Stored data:
____________

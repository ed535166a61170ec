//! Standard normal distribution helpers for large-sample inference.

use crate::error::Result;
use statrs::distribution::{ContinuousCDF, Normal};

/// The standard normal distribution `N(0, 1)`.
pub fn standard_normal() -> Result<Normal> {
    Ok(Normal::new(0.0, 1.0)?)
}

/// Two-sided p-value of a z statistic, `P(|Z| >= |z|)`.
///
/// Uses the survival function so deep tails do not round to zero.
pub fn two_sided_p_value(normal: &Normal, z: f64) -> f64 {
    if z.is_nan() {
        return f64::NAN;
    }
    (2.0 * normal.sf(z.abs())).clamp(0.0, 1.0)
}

____________

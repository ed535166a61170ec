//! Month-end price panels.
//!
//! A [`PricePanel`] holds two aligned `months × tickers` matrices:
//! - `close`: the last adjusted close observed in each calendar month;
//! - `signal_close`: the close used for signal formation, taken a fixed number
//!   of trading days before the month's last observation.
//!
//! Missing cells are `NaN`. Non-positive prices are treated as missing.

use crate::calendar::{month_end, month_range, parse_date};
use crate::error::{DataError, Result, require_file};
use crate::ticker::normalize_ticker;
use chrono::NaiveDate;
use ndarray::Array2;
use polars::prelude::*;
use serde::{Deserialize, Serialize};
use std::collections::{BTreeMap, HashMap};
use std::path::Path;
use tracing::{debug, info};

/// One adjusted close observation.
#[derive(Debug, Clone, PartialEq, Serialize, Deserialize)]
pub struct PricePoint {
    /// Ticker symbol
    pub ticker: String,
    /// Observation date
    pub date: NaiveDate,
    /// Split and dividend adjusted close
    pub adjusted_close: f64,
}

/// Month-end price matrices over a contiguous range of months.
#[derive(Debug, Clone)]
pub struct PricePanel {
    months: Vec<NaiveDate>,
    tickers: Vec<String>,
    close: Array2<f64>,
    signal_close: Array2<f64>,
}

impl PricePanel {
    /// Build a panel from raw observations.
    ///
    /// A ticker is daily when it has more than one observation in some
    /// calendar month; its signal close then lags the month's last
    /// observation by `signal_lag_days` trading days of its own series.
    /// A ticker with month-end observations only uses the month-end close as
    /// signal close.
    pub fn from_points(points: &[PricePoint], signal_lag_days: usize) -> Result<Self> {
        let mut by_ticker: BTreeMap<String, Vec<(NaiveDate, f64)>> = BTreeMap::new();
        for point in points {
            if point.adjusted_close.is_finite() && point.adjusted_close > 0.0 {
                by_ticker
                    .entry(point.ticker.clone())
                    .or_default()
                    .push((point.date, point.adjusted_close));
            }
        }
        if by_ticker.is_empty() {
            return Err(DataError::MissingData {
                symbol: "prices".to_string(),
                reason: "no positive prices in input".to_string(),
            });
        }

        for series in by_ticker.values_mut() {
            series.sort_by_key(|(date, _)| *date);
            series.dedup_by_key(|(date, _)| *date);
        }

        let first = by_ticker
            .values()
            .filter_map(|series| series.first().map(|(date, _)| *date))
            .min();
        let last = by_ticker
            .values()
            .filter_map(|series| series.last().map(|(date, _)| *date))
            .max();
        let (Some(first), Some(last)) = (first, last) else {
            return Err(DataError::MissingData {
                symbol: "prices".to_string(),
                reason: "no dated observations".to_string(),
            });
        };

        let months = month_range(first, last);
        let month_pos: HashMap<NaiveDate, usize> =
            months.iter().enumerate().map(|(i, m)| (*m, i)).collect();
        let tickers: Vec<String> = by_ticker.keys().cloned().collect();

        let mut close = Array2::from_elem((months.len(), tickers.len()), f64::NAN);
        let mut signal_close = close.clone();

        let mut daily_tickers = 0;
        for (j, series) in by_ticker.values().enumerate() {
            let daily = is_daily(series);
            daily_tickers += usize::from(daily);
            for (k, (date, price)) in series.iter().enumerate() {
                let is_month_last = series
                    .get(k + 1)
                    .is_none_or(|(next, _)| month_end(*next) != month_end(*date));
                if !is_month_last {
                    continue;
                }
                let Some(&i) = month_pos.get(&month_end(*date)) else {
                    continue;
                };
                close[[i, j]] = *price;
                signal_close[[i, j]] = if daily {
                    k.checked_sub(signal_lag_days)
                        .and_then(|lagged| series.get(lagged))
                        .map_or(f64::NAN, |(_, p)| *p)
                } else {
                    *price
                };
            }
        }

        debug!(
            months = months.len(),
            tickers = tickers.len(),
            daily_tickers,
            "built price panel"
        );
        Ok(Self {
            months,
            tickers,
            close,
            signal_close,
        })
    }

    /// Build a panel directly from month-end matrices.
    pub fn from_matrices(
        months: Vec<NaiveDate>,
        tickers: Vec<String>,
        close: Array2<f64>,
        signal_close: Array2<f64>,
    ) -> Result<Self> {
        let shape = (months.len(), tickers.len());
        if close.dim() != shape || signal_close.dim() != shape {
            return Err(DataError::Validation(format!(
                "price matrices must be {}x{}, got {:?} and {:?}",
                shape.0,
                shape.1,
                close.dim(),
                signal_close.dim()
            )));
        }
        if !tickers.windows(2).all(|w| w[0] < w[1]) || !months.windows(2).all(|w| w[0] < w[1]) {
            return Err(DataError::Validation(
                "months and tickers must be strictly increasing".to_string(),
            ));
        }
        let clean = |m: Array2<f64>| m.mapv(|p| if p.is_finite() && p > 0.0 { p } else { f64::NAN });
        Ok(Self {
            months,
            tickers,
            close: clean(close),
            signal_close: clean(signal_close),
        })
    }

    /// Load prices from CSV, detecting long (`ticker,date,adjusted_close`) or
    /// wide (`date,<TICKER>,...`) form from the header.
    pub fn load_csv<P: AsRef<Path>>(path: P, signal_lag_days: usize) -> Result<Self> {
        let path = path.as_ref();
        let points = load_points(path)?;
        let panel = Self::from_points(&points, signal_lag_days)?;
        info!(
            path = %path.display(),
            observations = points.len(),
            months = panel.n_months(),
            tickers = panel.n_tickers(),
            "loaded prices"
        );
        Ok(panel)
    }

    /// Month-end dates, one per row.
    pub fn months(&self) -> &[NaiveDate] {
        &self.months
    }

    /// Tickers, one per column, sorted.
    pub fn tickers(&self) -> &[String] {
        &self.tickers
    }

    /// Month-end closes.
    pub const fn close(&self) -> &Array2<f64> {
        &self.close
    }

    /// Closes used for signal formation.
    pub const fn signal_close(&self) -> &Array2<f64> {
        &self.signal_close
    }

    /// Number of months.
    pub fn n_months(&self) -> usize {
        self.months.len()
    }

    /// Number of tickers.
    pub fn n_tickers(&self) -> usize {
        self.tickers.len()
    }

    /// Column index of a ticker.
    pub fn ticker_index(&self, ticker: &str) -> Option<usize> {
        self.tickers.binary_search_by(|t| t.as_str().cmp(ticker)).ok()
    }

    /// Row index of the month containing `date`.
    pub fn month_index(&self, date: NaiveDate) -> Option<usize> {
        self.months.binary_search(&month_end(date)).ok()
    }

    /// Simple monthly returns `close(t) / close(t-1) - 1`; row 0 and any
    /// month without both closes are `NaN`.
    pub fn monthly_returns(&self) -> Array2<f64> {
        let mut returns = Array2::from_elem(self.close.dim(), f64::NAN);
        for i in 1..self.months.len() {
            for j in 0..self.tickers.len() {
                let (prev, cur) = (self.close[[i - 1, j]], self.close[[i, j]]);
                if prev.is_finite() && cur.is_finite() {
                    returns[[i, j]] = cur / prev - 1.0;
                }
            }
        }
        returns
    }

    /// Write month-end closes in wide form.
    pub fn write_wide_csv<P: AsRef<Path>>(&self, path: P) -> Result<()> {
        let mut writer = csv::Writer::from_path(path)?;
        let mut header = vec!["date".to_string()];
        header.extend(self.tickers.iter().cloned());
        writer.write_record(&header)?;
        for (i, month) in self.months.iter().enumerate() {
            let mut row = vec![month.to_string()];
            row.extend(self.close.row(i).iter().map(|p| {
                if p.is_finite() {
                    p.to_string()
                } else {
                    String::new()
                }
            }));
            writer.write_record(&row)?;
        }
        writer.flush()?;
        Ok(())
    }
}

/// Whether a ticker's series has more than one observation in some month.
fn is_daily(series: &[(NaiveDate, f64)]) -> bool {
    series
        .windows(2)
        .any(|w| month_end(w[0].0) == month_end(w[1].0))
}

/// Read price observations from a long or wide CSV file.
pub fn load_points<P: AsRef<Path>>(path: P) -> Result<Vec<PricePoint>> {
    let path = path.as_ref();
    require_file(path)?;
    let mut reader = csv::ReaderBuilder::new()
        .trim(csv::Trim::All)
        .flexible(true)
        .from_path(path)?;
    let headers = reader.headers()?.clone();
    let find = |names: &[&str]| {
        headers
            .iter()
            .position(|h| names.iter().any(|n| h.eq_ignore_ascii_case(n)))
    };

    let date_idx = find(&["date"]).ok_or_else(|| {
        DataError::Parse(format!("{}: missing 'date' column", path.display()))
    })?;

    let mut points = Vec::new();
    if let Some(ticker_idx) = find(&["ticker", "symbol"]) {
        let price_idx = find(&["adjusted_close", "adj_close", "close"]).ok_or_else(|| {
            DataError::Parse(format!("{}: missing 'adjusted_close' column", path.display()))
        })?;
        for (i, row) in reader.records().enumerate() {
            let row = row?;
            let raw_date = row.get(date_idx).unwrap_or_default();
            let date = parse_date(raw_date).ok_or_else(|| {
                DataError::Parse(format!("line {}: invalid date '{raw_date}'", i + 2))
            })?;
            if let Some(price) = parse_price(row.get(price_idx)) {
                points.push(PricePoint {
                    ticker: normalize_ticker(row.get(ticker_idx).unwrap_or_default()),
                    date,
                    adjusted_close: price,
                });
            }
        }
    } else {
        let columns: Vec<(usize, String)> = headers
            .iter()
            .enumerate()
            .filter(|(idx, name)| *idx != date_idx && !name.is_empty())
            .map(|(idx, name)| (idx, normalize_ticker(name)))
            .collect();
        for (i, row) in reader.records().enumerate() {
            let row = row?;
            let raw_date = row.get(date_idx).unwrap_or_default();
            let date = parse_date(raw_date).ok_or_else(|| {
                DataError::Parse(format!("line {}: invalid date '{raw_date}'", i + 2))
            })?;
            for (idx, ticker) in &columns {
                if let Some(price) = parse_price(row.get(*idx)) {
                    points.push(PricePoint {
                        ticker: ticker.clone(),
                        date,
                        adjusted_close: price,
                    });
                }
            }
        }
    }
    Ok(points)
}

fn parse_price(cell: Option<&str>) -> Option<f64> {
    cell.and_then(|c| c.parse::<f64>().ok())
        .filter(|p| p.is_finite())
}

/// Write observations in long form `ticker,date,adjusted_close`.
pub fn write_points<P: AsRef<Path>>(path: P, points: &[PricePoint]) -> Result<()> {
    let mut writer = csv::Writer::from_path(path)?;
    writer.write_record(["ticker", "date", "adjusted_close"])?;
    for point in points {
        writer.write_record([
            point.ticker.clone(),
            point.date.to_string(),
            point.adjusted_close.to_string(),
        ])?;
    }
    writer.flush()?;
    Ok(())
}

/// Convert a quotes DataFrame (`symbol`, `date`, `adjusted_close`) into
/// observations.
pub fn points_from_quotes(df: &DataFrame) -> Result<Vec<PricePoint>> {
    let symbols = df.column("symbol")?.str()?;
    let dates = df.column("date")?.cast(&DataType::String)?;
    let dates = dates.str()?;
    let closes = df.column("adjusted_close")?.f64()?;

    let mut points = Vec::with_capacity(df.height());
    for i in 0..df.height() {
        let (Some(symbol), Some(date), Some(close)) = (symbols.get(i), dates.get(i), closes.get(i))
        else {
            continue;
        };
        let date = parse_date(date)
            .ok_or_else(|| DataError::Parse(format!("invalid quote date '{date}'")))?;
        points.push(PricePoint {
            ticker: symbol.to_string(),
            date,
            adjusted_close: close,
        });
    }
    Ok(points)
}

____________

WHAT YOU SHOULD DO: Nothing should appear in the answer except the lines above from the line with "date_idx && !name.is_empty())" through the line with "if let Some(price) = parse_price(row.get(*idx))", both included, written out exactly.

EXERCISE RESPONSE:
            .filter(|(idx, name)| *idx != date_idx && !name.is_empty())
            .map(|(idx, name)| (idx, normalize_ticker(name)))
            .collect();
        for (i, row) in reader.records().enumerate() {
            let row = row?;
            let raw_date = row.get(date_idx).unwrap_or_default();
            let date = parse_date(raw_date).ok_or_else(|| {
                DataError::Parse(format!("line {}: invalid date '{raw_date}'", i + 2))
            })?;
            for (idx, ticker) in &columns {
                if let Some(price) = parse_price(row.get(*idx)) {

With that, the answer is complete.